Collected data
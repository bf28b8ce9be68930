use jiff::Timestamp;
use serde::{Deserialize, Serialize};

/// Lifecycle state of a tracked ad session.
///
/// Every session starts as `Opened`. No transition table is enforced:
/// any status may overwrite any other while the entry exists.
#[derive(Debug, Clone, Copy, PartialEq, Eq, Serialize, Deserialize)]
#[serde(rename_all = "lowercase")]
pub enum AdStatus {
    Opened,
    Completed,
    Closed,
    Failed,
}

/// Tracked state for a single ad session, keyed by its offer id.
#[derive(Debug, Clone, Serialize, Deserialize)]
pub struct AdMetadata {
    /// Identifier extracted from or generated for the ad link.
    pub ad_offer_id: String,
    /// The original link the ad was opened with.
    pub ad_link: String,
    /// When the session was recorded.
    pub timestamp: Timestamp,
    /// Current lifecycle status.
    pub status: AdStatus,
}

impl AdMetadata {
    /// Creates a fresh `Opened` entry stamped with the current instant.
    pub fn opened(ad_offer_id: impl Into<String>, ad_link: impl Into<String>) -> Self {
        Self {
            ad_offer_id: ad_offer_id.into(),
            ad_link: ad_link.into(),
            timestamp: Timestamp::now(),
            status: AdStatus::Opened,
        }
    }
}
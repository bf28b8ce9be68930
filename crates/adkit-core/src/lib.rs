//! Core types and traits for the adkit SDK.
//!
//! This crate provides the shared value types, the ad-session registry
//! trait, and the pure link-inspection functions used by the orchestration
//! layer in `adkit-sdk`.

pub mod error;
pub mod link;
pub mod metadata;
pub mod options;
pub mod registry;

pub use error::{AdError, OpenAdResult};
pub use metadata::{AdMetadata, AdStatus};
pub use options::AdOptions;
pub use registry::AdRegistry;
use crate::metadata::AdMetadata;
use async_trait::async_trait;

/// Concurrent store of per-ad session state.
///
/// Each operation is individually atomic; callers composing "read then mark"
/// sequences get no atomicity across calls. Status transitions on unknown
/// ids are silent no-ops, never errors: availability is favored over strict
/// consistency.
#[async_trait]
pub trait AdRegistry: Send + Sync + 'static {
    /// Inserts a fresh `Opened` entry with the current timestamp,
    /// overwriting any prior entry under the same id.
    async fn record_opened(&self, ad_offer_id: &str, ad_link: &str);

    /// Sets the entry's status to `Completed` if it exists.
    async fn mark_completed(&self, ad_offer_id: &str);

    /// Sets the entry's status to `Closed` if it exists.
    async fn mark_closed(&self, ad_offer_id: &str);

    /// Returns a snapshot of all entries in unspecified order.
    ///
    /// Safe to call concurrently with writers.
    async fn active_ads(&self) -> Vec<AdMetadata>;
}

§ TASK OBJECTIVE
The answer must be every line of the records that holds the string "fresh".

§ EXERCISE RESULT
    /// Creates a fresh `Opened` entry stamped with the current instant.
    /// Inserts a fresh `Opened` entry with the current timestamp,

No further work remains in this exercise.